Select Board Decouples Short-Term Rental Bylaw Proposals

JohnCarl McGrady •

Hazlegrove 2024
Nantucket Harbor. Photo by Cary Hazlegrove | NantucketStock.com

The Select Board ratified its adoption of the warrant for November’s Special Town Meeting Wednesday morning after reviewing several changes to the Short-Term Rental Work Group’s proposed regulations for short-term vacation rentals on Nantucket. Most notably, the Select Board approved a change decoupling the general bylaw containing the bulk of the regulations from the zoning article that would legalize short-term rentals (STRs) by right across the island.

The general bylaw only requires a majority of votes to pass at Town Meeting, a much lower threshold than the two-thirds required to pass the zoning bylaw. Additionally, if voters, like Select Board member Matt Fee, are primarily opposed to the provisions of the zoning bylaw, they can now split their votes without worrying that the zoning bylaw failing will doom the regulations in the general bylaw as well.

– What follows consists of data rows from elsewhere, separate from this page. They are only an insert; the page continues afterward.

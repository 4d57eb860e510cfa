//! Analog logic gates over signals in [-1, 1].
//!
//! Every gate validates its arguments with [`check_gate_input`] and then
//! evaluates an unchecked kernel. Derived gates compose the kernels of the
//! primitive gates, so each public call validates exactly once.
//!
//! The or based formulas overshoot [-1, 1] slightly between boundary
//! points (`or_gate(1, 0.375)` would be about 1.033). Their results are
//! saturated into the interval so any output can be fed into another gate.
//! Boundary values are exact and never touched by saturation.

use once_cell::sync::Lazy;

use crate::error::Result;
use crate::signal::ToSignal;
use crate::smoothness::Smoothness;
use crate::validate::check_gate_input;

static TANH_2: Lazy<f64> = Lazy::new(|| 2.0_f64.tanh());

#[inline]
fn saturate(x: f64) -> f64 {
    x.clamp(-1.0, 1.0)
}

#[inline]
fn or_kernel(a: f64, b: f64) -> f64 {
    saturate(a + b - a * b * (a + b).tanh() / *TANH_2)
}

#[inline]
fn and_kernel(a: f64, b: f64) -> f64 {
    saturate(a * b * (a + b).tanh() / *TANH_2)
}

#[inline]
fn compare_kernel(a: f64, b: f64) -> f64 {
    or_kernel(a, -b)
}

/// Logical or extended to [-1, 1].
///
/// `a + b - a*b*tanh(a + b)/tanh(2)`
///
/// ```
/// use bcirc_core::or_gate;
///
/// assert_eq!(or_gate(1, 1)?, 1.0);
/// assert_eq!(or_gate(0, 0)?, 0.0);
/// assert_eq!(or_gate(-1, 0)?, -1.0);
/// # Ok::<(), bcirc_core::GateError>(())
/// ```
pub fn or_gate(a: impl ToSignal, b: impl ToSignal) -> Result<f64> {
    let (a, b) = check_gate_input(a, b)?;
    Ok(or_kernel(a, b))
}

/// Logical and extended to [-1, 1].
///
/// `a*b*tanh(a + b)/tanh(2)`. Mixed or zero boundary inputs give a zero whose
/// sign is unspecified.
///
/// ```
/// use bcirc_core::and_gate;
///
/// assert_eq!(and_gate(1, 1)?, 1.0);
/// assert_eq!(and_gate(0, 0)?, 0.0);
/// assert_eq!(and_gate(-1, 0)?, 0.0);
/// # Ok::<(), bcirc_core::GateError>(())
/// ```
pub fn and_gate(a: impl ToSignal, b: impl ToSignal) -> Result<f64> {
    let (a, b) = check_gate_input(a, b)?;
    Ok(and_kernel(a, b))
}

/// Positive when `a` is larger than `b`, negative when it is smaller.
///
/// Equal to `or_gate(a, -b)` and antisymmetric in its arguments.
///
/// ```
/// use bcirc_core::compare_gate;
///
/// assert_eq!(compare_gate(1, 1)?, 0.0);
/// assert_eq!(compare_gate(1, -1)?, 1.0);
/// assert_eq!(compare_gate(-1, 1)?, -1.0);
/// assert_eq!(compare_gate(1, 0)?, 1.0);
/// # Ok::<(), bcirc_core::GateError>(())
/// ```
pub fn compare_gate(a: impl ToSignal, b: impl ToSignal) -> Result<f64> {
    let (a, b) = check_gate_input(a, b)?;
    Ok(compare_kernel(a, b))
}

/// `a` invokes `b`: `and_gate(a, or_gate(a, b))`.
///
/// When `a` is -1, 0 or 1 the output stays at that value unless `b`
/// opposes it; `b` only shapes the output in between.
///
/// ```
/// use bcirc_core::invoke_gate;
///
/// assert_eq!(invoke_gate(0, 1)?, 0.0);
/// assert_eq!(invoke_gate(1, -1)?, 0.0);
/// assert_eq!(invoke_gate(1, 0)?, 1.0);
/// # Ok::<(), bcirc_core::GateError>(())
/// ```
pub fn invoke_gate(a: impl ToSignal, b: impl ToSignal) -> Result<f64> {
    let (a, b) = check_gate_input(a, b)?;
    Ok(and_kernel(a, or_kernel(a, b)))
}

/// `a` prevails over `b` the larger it gets: `or_gate(a, or_gate(a, b))`.
///
/// With `a = 0` the output is `b`.
///
/// ```
/// use bcirc_core::prevail_gate;
///
/// assert_eq!(prevail_gate(0, 1)?, 1.0);
/// assert_eq!(prevail_gate(1, -1)?, 1.0);
/// assert_eq!(prevail_gate(0, 0.25)?, 0.25);
/// # Ok::<(), bcirc_core::GateError>(())
/// ```
pub fn prevail_gate(a: impl ToSignal, b: impl ToSignal) -> Result<f64> {
    let (a, b) = check_gate_input(a, b)?;
    Ok(or_kernel(a, or_kernel(a, b)))
}

/// Exclusive or extended to [-1, 1]: `compare_gate(a, b)² * or_gate(a, b)`.
///
/// ```
/// use bcirc_core::xor_gate;
///
/// assert_eq!(xor_gate(0, 1)?, 1.0);
/// assert_eq!(xor_gate(1, 1)?, 0.0);
/// assert_eq!(xor_gate(1, 0)?, 1.0);
/// assert_eq!(xor_gate(1, -1.0)?, 0.0);
/// # Ok::<(), bcirc_core::GateError>(())
/// ```
pub fn xor_gate(a: impl ToSignal, b: impl ToSignal) -> Result<f64> {
    let (a, b) = check_gate_input(a, b)?;
    let difference = compare_kernel(a, b);
    Ok(difference * difference * or_kernel(a, b))
}

/// Logical not extended to [-1, 1].
///
/// An input of exactly 0 inverts to 1. Otherwise the output is
/// `sign(a) * (1 - |a|)` for [`Smoothness::SHARP`], or
/// `tanh(a*s)/tanh(s) * (1 - |a|)` for a smoothness `s`. The sharp curve
/// jumps at 0; pass a nonzero smoothness when the output has to be
/// differentiable.
///
/// ```
/// use bcirc_core::{not_gate, Smoothness};
///
/// assert_eq!(not_gate(1, Smoothness::SHARP)?, 0.0);
/// assert_eq!(not_gate(-1.0, Smoothness::SHARP)?, 0.0);
/// assert_eq!(not_gate(0, Smoothness::SHARP)?, 1.0);
/// assert_eq!(not_gate(0.5, Smoothness::SHARP)?, 0.5);
/// assert!(not_gate(0.5, Smoothness::new(2.0)?)? < 0.5);
/// # Ok::<(), bcirc_core::GateError>(())
/// ```
pub fn not_gate(a: impl ToSignal, smoothness: Smoothness) -> Result<f64> {
    let (a, _) = check_gate_input(a, 0.0)?;
    if a == 0.0 {
        return Ok(1.0);
    }

    let remaining = 1.0 - a.abs();
    if smoothness.is_sharp() {
        Ok(a.signum() * remaining)
    } else {
        let s = smoothness.value();
        Ok((a * s).tanh() / s.tanh() * remaining)
    }
}

/// One input amplifies the other: `a * b`.
///
/// The product is symmetric, so either input can act as the signal.
/// Negative amplification flips the sign.
///
/// ```
/// use bcirc_core::amp_gate;
///
/// assert_eq!(amp_gate(1, 0.5)?, 0.5);
/// assert_eq!(amp_gate(0.5, 1)?, 0.5);
/// assert_eq!(amp_gate(1, -1)?, -1.0);
/// # Ok::<(), bcirc_core::GateError>(())
/// ```
pub fn amp_gate(a: impl ToSignal, b: impl ToSignal) -> Result<f64> {
    let (a, b) = check_gate_input(a, b)?;
    Ok(a * b)
}
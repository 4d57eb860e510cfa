//! Behavior circuits: continuous analog logic gates.
//!
//! # Overview
//!
//! The gates generalize boolean logic to signals in [-1, 1], where -1 is
//! false, 0 is neutral and 1 is true. Key properties:
//!
//! - **Boolean at the boundary** — on {-1, 0, 1} every logic gate matches
//!   its discrete truth table exactly
//! - **Smooth in between** — outputs interpolate continuously, so gates can
//!   be chained into differentiable controllers
//! - **Closed** — every output is again a valid signal
//! - **Pure** — no state; a call depends only on its arguments
//!
//! Every gate checks its inputs with [`check_gate_input`] and fails with a
//! [`GateError`] instead of clamping them.
//!
//! # Example
//!
//! ```
//! use bcirc_core::{or_gate, and_gate, prevail_gate, not_gate, Smoothness};
//!
//! // Obstacle ahead is fairly likely, the goal is straight ahead.
//! let obstacle = 0.7;
//! let goal = 1.0;
//!
//! // Avoiding the obstacle prevails over heading for the goal.
//! let avoid = not_gate(obstacle, Smoothness::new(3.0)?)?;
//! let steer = prevail_gate(obstacle, goal)?;
//! assert!(avoid < 1.0);
//! assert!((-1.0..=1.0).contains(&steer));
//!
//! // Outputs chain straight into further gates.
//! let combined = or_gate(and_gate(avoid, steer)?, -0.2)?;
//! assert!((-1.0..=1.0).contains(&combined));
//! # Ok::<(), bcirc_core::GateError>(())
//! ```
//!
//! # Errors
//!
//! ```
//! use bcirc_core::{xor_gate, GateError};
//!
//! assert_eq!(xor_gate(1.2, 0), Err(GateError::DomainRange(1.2)));
//! assert!(matches!(xor_gate("a", 0), Err(GateError::TypeConversion(_))));
//! ```

pub mod error;
pub mod gates;
pub mod op;
pub mod signal;
pub mod smoothness;
pub mod validate;

pub use error::{GateError, Result};
pub use gates::{
    amp_gate, and_gate, compare_gate, invoke_gate, not_gate, or_gate, prevail_gate, xor_gate,
};
pub use op::GateOp;
pub use signal::{Signal, ToSignal};
pub use smoothness::Smoothness;
pub use validate::check_gate_input;
//! Shared arithmetic with explicit zero-denominator fallbacks.

/// `count / base * 100`, or 0 when `base` is 0.
pub fn percentage(count: usize, base: usize) -> f64 {
    if base == 0 {
        0.0
    } else {
        count as f64 / base as f64 * 100.0
    }
}

/// Arithmetic mean of path lengths, or 0 for an empty sequence.
pub fn mean_len(lengths: impl IntoIterator<Item = usize>) -> f64 {
    let (sum, n) = lengths
        .into_iter()
        .fold((0usize, 0usize), |(sum, n), len| (sum + len, n + 1));
    if n == 0 {
        0.0
    } else {
        sum as f64 / n as f64
    }
}
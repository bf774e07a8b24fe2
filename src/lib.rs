//! rib-stability measures how BGP routes evolve across a sequence of RIB
//! snapshots: what each snapshot contains, which prefixes stay, change,
//! disappear or appear between consecutive snapshots, and which prefixes keep
//! the very same AS path over the whole sequence.
//!
//! ```
//! use rib_stability::{analyze, AnalysisConfig, MemorySource};
//!
//! let source = MemorySource::new()
//!     .with("t0", "=|10.0.0.0/8|3356 174|\n=|11.0.0.0/8|6939|\n")
//!     .with("t1", "=|10.0.0.0/8|3356 174|\n=|12.0.0.0/8|1299|\n");
//!
//! let report = analyze(&source, &["t0", "t1"], &AnalysisConfig::default()).unwrap();
//!
//! assert_eq!(report.comparisons[0].counts.stable, 1);
//! assert_eq!(report.comparisons[0].counts.disappeared, 1);
//! assert_eq!(report.aggregate.totally_stable, vec!["10.0.0.0/8"]);
//! ```

#[macro_use]
pub mod logging;

pub mod aggregate;
pub mod analysis;
pub mod compare;
pub mod config;
pub mod error;
pub mod loader;
pub mod report;
pub mod snapshot;
mod stats;
pub mod summary;
pub mod topology;

pub use aggregate::{aggregate, SequenceAggregate};
pub use analysis::{analyze, analyze_snapshots, StabilityReport};
pub use compare::{compare, fate_of, PairwiseComparison, RouteFate};
pub use config::{AnalysisConfig, ConfigOverrides, NewRouteBase, RecordPolicy};
pub use error::{ConfigError, Error, Result};
pub use loader::{FileSource, MemorySource, SnapshotSource};
pub use snapshot::{AsPath, Snapshot};
pub use summary::{summarize, SnapshotSummary};
pub use topology::Topology;
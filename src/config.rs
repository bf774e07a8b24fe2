//! Analysis options.
//!
//! Resolution order used by the CLI (highest priority first):
//! 1. command-line flags
//! 2. TOML file passed with `--config`
//! 3. compiled defaults

use std::path::Path;

use serde::{Deserialize, Serialize};

use crate::error::ConfigError;

pub const DEFAULT_TOP_K: usize = 10;

/// Denominator used for the percentage of new routes in a pairwise comparison.
#[derive(Debug, Clone, Copy, PartialEq, Eq, Serialize, Deserialize, Default)]
#[serde(rename_all = "lowercase")]
pub enum NewRouteBase {
    /// Route count of the earlier snapshot, the same base as the other three
    /// categories.
    #[default]
    Earlier,
    /// Route count of the later snapshot.
    Later,
}

/// What to do with a record that does not decode into a destination and path.
#[derive(Debug, Clone, Copy, PartialEq, Eq, Serialize, Deserialize, Default)]
#[serde(rename_all = "lowercase")]
pub enum RecordPolicy {
    /// Skip the record and keep loading.
    #[default]
    Skip,
    /// Abort the load with `Error::MalformedRecord`.
    Strict,
}

#[derive(Debug, Clone, PartialEq, Eq, Serialize, Deserialize)]
#[serde(default)]
pub struct AnalysisConfig {
    /// Number of most frequent AS identifiers kept per snapshot summary.
    pub top_k: usize,
    pub new_route_base: NewRouteBase,
    pub malformed_records: RecordPolicy,
}

/// Values set on the command line; `None` keeps what the file or the
/// defaults provide.
#[derive(Debug, Clone, Copy, Default, PartialEq, Eq)]
pub struct ConfigOverrides {
    pub top_k: Option<usize>,
    pub new_route_base: Option<NewRouteBase>,
    pub malformed_records: Option<RecordPolicy>,
}

impl Default for AnalysisConfig {
    fn default() -> Self {
        AnalysisConfig {
            top_k: DEFAULT_TOP_K,
            new_route_base: NewRouteBase::default(),
            malformed_records: RecordPolicy::default(),
        }
    }
}

impl AnalysisConfig {
    pub fn from_toml(toml_str: &str) -> Result<Self, ConfigError> {
        Self::parse(toml_str, "<string>")
    }

    pub fn load(path: &Path) -> Result<Self, ConfigError> {
        let content = std::fs::read_to_string(path).map_err(|e| ConfigError::Read {
            path: path.display().to_string(),
            source: e,
        })?;
        Self::parse(&content, &path.display().to_string())
    }

    fn parse(toml_str: &str, origin: &str) -> Result<Self, ConfigError> {
        let config: AnalysisConfig =
            toml::from_str(toml_str).map_err(|e| ConfigError::Parse {
                path: origin.to_string(),
                message: e.to_string(),
            })?;
        config.validate()?;
        Ok(config)
    }

    /// Applies `overrides` on top of `self` and validates the merged result.
    pub fn with_overrides(mut self, overrides: &ConfigOverrides) -> Result<Self, ConfigError> {
        if let Some(top_k) = overrides.top_k {
            self.top_k = top_k;
        }
        if let Some(base) = overrides.new_route_base {
            self.new_route_base = base;
        }
        if let Some(policy) = overrides.malformed_records {
            self.malformed_records = policy;
        }
        self.validate()?;
        Ok(self)
    }

    pub fn validate(&self) -> Result<(), ConfigError> {
        if self.top_k == 0 {
            return Err(ConfigError::Invalid {
                field: "top_k".to_string(),
                message: "must be at least 1".to_string(),
            });
        }
        Ok(())
    }
}
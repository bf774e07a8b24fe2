//! rib-stability CLI
//!
//! Analyses route stability across RIB dumps given in chronological order.

use std::path::PathBuf;

use clap::{Parser, ValueEnum};
use rib_stability::{
    analyze,
    logging::{self, Profile},
    report::render_text,
    AnalysisConfig, ConfigOverrides, FileSource, NewRouteBase, RecordPolicy,
};

#[derive(Debug, Parser)]
#[command(name = "rib-stability")]
#[command(about = "Route stability statistics across BGP RIB snapshots", long_about = None)]
struct Cli {
    /// RIB dump files, earliest first (`.bz2` files are decompressed)
    #[arg(required = true)]
    sources: Vec<String>,

    /// TOML file with analysis options
    #[arg(long)]
    config: Option<PathBuf>,

    /// Directory the source paths are relative to
    #[arg(long)]
    base_dir: Option<PathBuf>,

    /// Number of most frequent ASes listed per snapshot
    #[arg(long)]
    top_k: Option<usize>,

    /// Fail on the first malformed record instead of skipping it
    #[arg(long)]
    strict: bool,

    /// Snapshot whose size is the base for the percentage of new routes
    #[arg(long, value_enum)]
    new_route_base: Option<BaseArg>,

    #[arg(long, value_enum, default_value_t = Format::Text)]
    format: Format,

    #[arg(long, value_enum, default_value_t = LogFormat::Pretty)]
    log_format: LogFormat,
}

#[derive(Debug, Clone, Copy, ValueEnum)]
enum BaseArg {
    Earlier,
    Later,
}

#[derive(Debug, Clone, Copy, PartialEq, Eq, ValueEnum)]
enum Format {
    Text,
    Json,
}

#[derive(Debug, Clone, Copy, ValueEnum)]
enum LogFormat {
    Pretty,
    Json,
}

impl Cli {
    fn resolve_config(&self) -> Result<AnalysisConfig, Box<dyn std::error::Error>> {
        let config = match &self.config {
            Some(path) => AnalysisConfig::load(path)?,
            None => AnalysisConfig::default(),
        };

        let overrides = ConfigOverrides {
            top_k: self.top_k,
            new_route_base: self.new_route_base.map(|base| match base {
                BaseArg::Earlier => NewRouteBase::Earlier,
                BaseArg::Later => NewRouteBase::Later,
            }),
            malformed_records: self.strict.then_some(RecordPolicy::Strict),
        };

        Ok(config.with_overrides(&overrides)?)
    }
}

fn run(cli: Cli) -> Result<(), Box<dyn std::error::Error>> {
    let config = cli.resolve_config()?;

    let source = match &cli.base_dir {
        Some(dir) => FileSource::new().with_base_dir(dir),
        None => FileSource::new(),
    };

    let report = analyze(&source, cli.sources.as_slice(), &config)?;

    match cli.format {
        Format::Text => print!("{}", render_text(&report)),
        Format::Json => println!("{}", serde_json::to_string_pretty(&report)?),
    }

    Ok(())
}

fn main() {
    let cli = Cli::parse();

    logging::init(match cli.log_format {
        LogFormat::Pretty => Profile::Development,
        LogFormat::Json => Profile::Production,
    });

    if let Err(e) = run(cli) {
        eprintln!("Error: {}", e);
        std::process::exit(1);
    }
}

“I think it would be helpful to have the general bylaw in place so we can get the attorney general’s ruling on it and begin to set up the proper infrastructure for enforcement regardless of what happens to the zoning,” Select Board Vice Chair Brooke Mohr said.

“This does seem like an awful lot of work and good stuff in here to lose by making them both contingent on both of them passing,” Select Board member Tom Dixon said.

The change passed 3-1 with Malcolm MacNab, who has remained staunchly opposed to the regulations, opposed and Chair Dawn Hill Holdgate recused. But not everyone was happy with the revision.

“We wanted it to be all or nothing,” said former Work Group member Kathy Baird, who represented the group Nantucket Together. “That was the lynchpin. That was why I was able to vote yes. If they hadn’t been linked, I would have had to vote no.”

Had the articles been decoupled from the start, they likely never would have achieved the consensus necessary to emerge from the Work Group. For Work Group members like Baird, the zoning bylaw, which is structured to remove the legal jeopardy facing STR operators by ensuring STRs are a protected use across the island in all zoning districts, is one of the main reasons the rest of the regulations are worth supporting.

“I think there is a zoning thing we can get to, but I’m looking at this as take one bite at a time,” Fee said. “If we try to eat the whole elephant, we’re not going to finish.”

In the unlikely event the zoning bylaw achieves two-thirds support while the general bylaw fails, it will not become law. The decoupling only goes one way, and the zoning bylaw is still contingent on the rest of the regulations.